20 responses to “Picasa, Farewell

  1. Sorry I am of no help; but it would be quite a shocker I imagine to hear this news.

  2. Google photos is a lot different from when I first came to Google+. I miss the wonderful “snapseed” editing function. Technology reminds me that life is a continual learning process. But I do miss what was… Sigh…

    • Yes, the learning process. Keeps the brain lively, I guess. Just when you get comfortable with one program, it is closed or replaced. The replacements are not always better.

      Speaking of constantly changing systems, I’ve stopped bothering to learn how to program the television recording system whenever we get a new TV. I think I’ve learned about two dozens “VCR/DVR” different systems over the last couple of decades, and I don’t care enough any more. I can watch online, if I’m desperate to see a show, which I seldom am. πŸ˜‰

      I do care about editing photos, though, so losing a living, breathing Picasa annoys me. I am grateful that Google did offer it for free. I got a lot of use out of it. More than my money’s worth!

  3. Isn’t it amazing how big simply steam-rolls its path for what it wants?

  4. Love the Harvest picture Catherine πŸ˜€
    I have an old Arcsoft photo editor which came with my old digital camera. Both I still use as they are good enough for WP posts. πŸ˜€ ❀

  5. I’ve heard you talk about this for so many years. RIP My husband, Richard, a film editor, originally mourned the demise of Apple’s Final Cut, but he’s now adapted to using Adobe’s Premiere Pro which he’s come to like. I’m still having a hard time adapting to all of the changes on WordPress. It’s a full-time job keeping up with all of the changes.

    • When we watched “Predator” the other day (It’s Mike’s favorite movie), I mentioned to friends and family that Richard had worked on some of the special effects. People were, of course, impressed.

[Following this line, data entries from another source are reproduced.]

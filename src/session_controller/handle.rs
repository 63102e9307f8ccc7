//! Cloneable client for the session controller task

use tokio::sync::{mpsc, oneshot};

use crate::error::{Error, Result};
use crate::resource_manager::ImageFile;

use super::SessionSnapshot;

/// Requests handled by `SessionController::run`
#[derive(Debug)]
pub enum SessionCommand {
    LoadModel {
        url: String,
        reply: oneshot::Sender<Result<()>>,
    },
    StartWebcam {
        reply: oneshot::Sender<Result<()>>,
    },
    StopWebcam {
        reply: oneshot::Sender<bool>,
    },
    SubmitImage {
        file: ImageFile,
        reply: oneshot::Sender<Result<()>>,
    },
    /// Upload body refused before it could be read
    RejectUpload {
        size: u64,
        reply: oneshot::Sender<Error>,
    },
    SetVisibility {
        hidden: bool,
        reply: oneshot::Sender<()>,
    },
    Snapshot {
        reply: oneshot::Sender<SessionSnapshot>,
    },
}

#[derive(Debug, Clone)]
pub struct SessionHandle {
    commands: mpsc::Sender<SessionCommand>,
}

impl SessionHandle {
    /// Handle plus the receiver to pass to `SessionController::run`
    pub fn channel(capacity: usize) -> (Self, mpsc::Receiver<SessionCommand>) {
        let (tx, rx) = mpsc::channel(capacity);
        (Self { commands: tx }, rx)
    }

    pub async fn load_model(&self, url: impl Into<String>) -> Result<()> {
        let url = url.into();
        self.request(|reply| SessionCommand::LoadModel { url, reply })
            .await?
    }

    pub async fn start_webcam(&self) -> Result<()> {
        self.request(|reply| SessionCommand::StartWebcam { reply })
            .await?
    }

    /// Returns whether a camera was released
    pub async fn stop_webcam(&self) -> Result<bool> {
        self.request(|reply| SessionCommand::StopWebcam { reply })
            .await
    }

    pub async fn submit_image(&self, file: ImageFile) -> Result<()> {
        self.request(|reply| SessionCommand::SubmitImage { file, reply })
            .await?
    }

    /// Report an upload the HTTP layer had to cut off as `FileTooLarge`.
    /// Returns the rendered error.
    pub async fn reject_upload(&self, size: u64) -> Error {
        match self
            .request(|reply| SessionCommand::RejectUpload { size, reply })
            .await
        {
            Ok(err) | Err(err) => err,
        }
    }

    pub async fn set_visibility(&self, hidden: bool) -> Result<()> {
        self.request(|reply| SessionCommand::SetVisibility { hidden, reply })
            .await
    }

    pub async fn snapshot(&self) -> Result<SessionSnapshot> {
        self.request(|reply| SessionCommand::Snapshot { reply })
            .await
    }

    async fn request<T>(
        &self,
        command: impl FnOnce(oneshot::Sender<T>) -> SessionCommand,
    ) -> Result<T> {
        let (tx, rx) = oneshot::channel();
        self.commands
            .send(command(tx))
            .await
            .map_err(|_| Error::SessionClosed)?;
        rx.await.map_err(|_| Error::SessionClosed)
    }
}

And I thought then that technology always changes, and that those effects would be done differently now, and Richard would be on top of the new techniques!

  6. Catherine, I’ve always used Photoshop for everything. At first it was scary and daunting; however, now I can do all the things you’ve mentioned in your post. I haven’t dared stray, because, like everyone who’s commented, it’s hard to change (especially technical things).
    As for the TV – forget it; I leave all that to those who know how – like my man K… πŸ˜‰

    • I’m set in my ways, but I guess I’ll need to move forward. :p I use Photoshop for a lot of creative tasks, but Picasa is just so easy. And I had so many photos tagged, which didn’t carry over to Google Photos. I’m struggling to let go. I’m a hoarder of old photos, even online ones. And I thought I was so good because I tagged!

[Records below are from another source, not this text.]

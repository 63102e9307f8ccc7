//! Session Mode State Machine
//!
//! Tracks which input mode the classifier session is in and rejects
//! transitions the session cannot make. Only actual transitions are logged.
//!
//! ```text
//! Loading ──ok──> Idle <──> WebcamActive
//!    │             │  ^          │
//!    │             v  │          v
//!    └──fail──> Error ──> UploadActive
//! ```
//!
//! Any mode may enter `Error` or `Loading` (model reload).

use chrono::{DateTime, Utc};
use serde::{Deserialize, Serialize};
use std::fmt;

use crate::error::{Error, Result};

/// Session mode
#[derive(Debug, Clone, Copy, PartialEq, Eq, Hash, Serialize, Deserialize)]
#[serde(rename_all = "snake_case")]
pub enum Mode {
    /// Model loaded, no input source active
    Idle,
    /// Model fetch in progress
    Loading,
    /// Camera streaming, continuous inference
    WebcamActive,
    /// Static image submitted
    UploadActive,
    /// Model or source failed
    Error,
}

impl Mode {
    pub fn as_str(&self) -> &'static str {
        match self {
            Mode::Idle => "idle",
            Mode::Loading => "loading",
            Mode::WebcamActive => "webcam_active",
            Mode::UploadActive => "upload_active",
            Mode::Error => "error",
        }
    }

    /// Fixed status line shown for the mode
    pub fn status_text(&self) -> &'static str {
        match self {
            Mode::Idle => "Model ready. Start the webcam or upload an image.",
            Mode::Loading => "Loading Teachable Machine model…",
            Mode::WebcamActive => "Webcam mode active. Move into frame to classify.",
            Mode::UploadActive => "Image mode active. Upload a new image to classify.",
            Mode::Error => "Model unavailable. Please refresh and try again.",
        }
    }

    /// Whether an input source may be held in this mode
    pub fn holds_source(&self) -> bool {
        matches!(self, Mode::WebcamActive | Mode::UploadActive)
    }

    pub fn can_transition_to(self, next: Mode) -> bool {
        match (self, next) {
            (_, Mode::Error) | (_, Mode::Loading) => true,
            (Mode::Loading, Mode::Idle) => true,
            (Mode::Loading, _) => false,
            (_, Mode::Idle) => true,
            (Mode::WebcamActive, Mode::WebcamActive) => false,
            (_, Mode::WebcamActive) => true,
            (_, Mode::UploadActive) => true,
        }
    }
}

impl fmt::Display for Mode {
    fn fmt(&self, f: &mut fmt::Formatter<'_>) -> fmt::Result {
        f.write_str(self.as_str())
    }
}

/// Applied mode change
#[derive(Debug, Clone, Copy, PartialEq, Eq)]
pub struct Transition {
    pub from: Mode,
    pub to: Mode,
}

/// Current mode plus the cause of the last failure
#[derive(Debug, Clone)]
pub struct ModeMachine {
    mode: Mode,
    error_cause: Option<String>,
    entered_at: DateTime<Utc>,
}

impl ModeMachine {
    /// Sessions start in Loading
    pub fn new() -> Self {
        Self {
            mode: Mode::Loading,
            error_cause: None,
            entered_at: Utc::now(),
        }
    }

    pub fn mode(&self) -> Mode {
        self.mode
    }

    pub fn status_text(&self) -> &'static str {
        self.mode.status_text()
    }

    /// Set only while in Error
    pub fn error_cause(&self) -> Option<&str> {
        self.error_cause.as_deref()
    }

    pub fn entered_at(&self) -> DateTime<Utc> {
        self.entered_at
    }

    /// Move to `next`, rejecting transitions the table does not allow
    pub fn transition(&mut self, next: Mode) -> Result<Transition> {
        let from = self.mode;
        if !from.can_transition_to(next) {
            return Err(Error::InvalidTransition { from, to: next });
        }

        self.apply(next);
        tracing::debug!(from = %from, to = %next, "Session mode changed");
        Ok(Transition { from, to: next })
    }

    /// Enter Error with a human-readable cause
    pub fn fail(&mut self, cause: impl Into<String>) -> Transition {
        let from = self.mode;
        let cause = cause.into();
        tracing::warn!(from = %from, cause = %cause, "Session entered error mode");
        self.apply(Mode::Error);
        self.error_cause = Some(cause);
        Transition {
            from,
            to: Mode::Error,
        }
    }

    fn apply(&mut self, next: Mode) {
        self.mode = next;
        self.error_cause = None;
        self.entered_at = Utc::now();
    }
}

impl Default for ModeMachine {
    fn default() -> Self {
        Self::new()
    }
}

#[cfg(test)]
mod tests {
    use super::*;

    const ALL: [Mode; 5] = [
        Mode::Idle,
        Mode::Loading,
        Mode::WebcamActive,
        Mode::UploadActive,
        Mode::Error,
    ];

    #[test]
    fn test_initial_mode_is_loading() {
        let machine = ModeMachine::new();
        assert_eq!(machine.mode(), Mode::Loading);
        assert_eq!(machine.status_text(), "Loading Teachable Machine model…");
        assert!(machine.error_cause().is_none());
    }

    #[test]
    fn test_any_mode_can_fail_or_reload() {
        for mode in ALL {
            assert!(mode.can_transition_to(Mode::Error), "{mode} -> error");
            assert!(mode.can_transition_to(Mode::Loading), "{mode} -> loading");
        }
    }

    #[test]
    fn test_loading_only_resolves_to_idle_or_error() {
        assert!(Mode::Loading.can_transition_to(Mode::Idle));
        assert!(!Mode::Loading.can_transition_to(Mode::WebcamActive));
        assert!(!Mode::Loading.can_transition_to(Mode::UploadActive));
    }

    #[test]
    fn test_webcam_transitions() {
        assert!(Mode::Idle.can_transition_to(Mode::WebcamActive));
        assert!(Mode::WebcamActive.can_transition_to(Mode::Idle));
        assert!(Mode::UploadActive.can_transition_to(Mode::WebcamActive));
        assert!(Mode::Error.can_transition_to(Mode::WebcamActive));
        assert!(!Mode::WebcamActive.can_transition_to(Mode::WebcamActive));
    }

    #[test]
    fn test_upload_transitions() {
        for mode in [Mode::Idle, Mode::WebcamActive, Mode::UploadActive, Mode::Error] {
            assert!(mode.can_transition_to(Mode::UploadActive), "{mode} -> upload");
        }
        assert!(Mode::UploadActive.can_transition_to(Mode::Idle));
        assert!(Mode::Error.can_transition_to(Mode::Idle));
    }

    #[test]
    fn test_rejected_transition_leaves_mode() {
        let mut machine = ModeMachine::new();
        let err = machine.transition(Mode::WebcamActive).unwrap_err();
        assert!(matches!(
            err,
            Error::InvalidTransition {
                from: Mode::Loading,
                to: Mode::WebcamActive
            }
        ));
        assert_eq!(machine.mode(), Mode::Loading);
    }

    #[test]
    fn test_fail_records_cause_until_next_transition() {
        let mut machine = ModeMachine::new();
        let transition = machine.fail("Failed to load model.");
        assert_eq!(transition.from, Mode::Loading);
        assert_eq!(machine.mode(), Mode::Error);
        assert_eq!(machine.error_cause(), Some("Failed to load model."));

        machine.transition(Mode::Loading).unwrap();
        assert!(machine.error_cause().is_none());
    }

    #[test]
    fn test_mode_serializes_snake_case() {
        let json = serde_json::to_string(&Mode::WebcamActive).unwrap();
        assert_eq!(json, "\"webcam_active\"");
    }
}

      I’m so glad you have posted on your blog again! In the interim, I re-enjoyed your older posts.

      • I can understand your angst; photos, especially ones we’ve spent time on, are special to us… Naughty Google! There must be a lot of angry users at the moment.

        Thank You; I’ve enjoyed them with you. Each time you ‘liked’ a reflection, I re-read them too… πŸ™‚

  7. Definitely give Irfanview/it’s plug-ins a go. I’ve been using it for years & it’s updated regularly. You can do a lot with it & doesn’t take long to figure out your most-used steps. It’s a very small program with a ton of options. The edit dialog has “paint” which includes a basic cloning tool. There’s adding frames, text, watermarks, custom rotation, send-by-email, etc…I also write to the creator occasionally with queries/ideas & get replies. FYI πŸ™‚

  8. Thanks for the heads up. I know exactly how you feel. Picassa was a quick and efficient way of looking after images with a one-stop shop. I moved to SmugMug (smugmug dot com) a number of years ago after a lot of research and consideration. The plans are inexpensive but the advantages are more than worth the cost (about the price of a ‘happy-meal’ every month). It offers a lot and I’ve moved up over the years. As a photographer, I have been using The Gimp (gimp dot org) for advanced editing for nearly 15 years and it has been able to handle anything I’ve thrown at it. It certainly compares with a full blown photoshop and it’s free (both as in freedom and beer). Recently I’ve started using Pinta (pinta-project dot com) because it’s fast and simple for quick one offs for here and have started using Upcloud from the WordPress gang.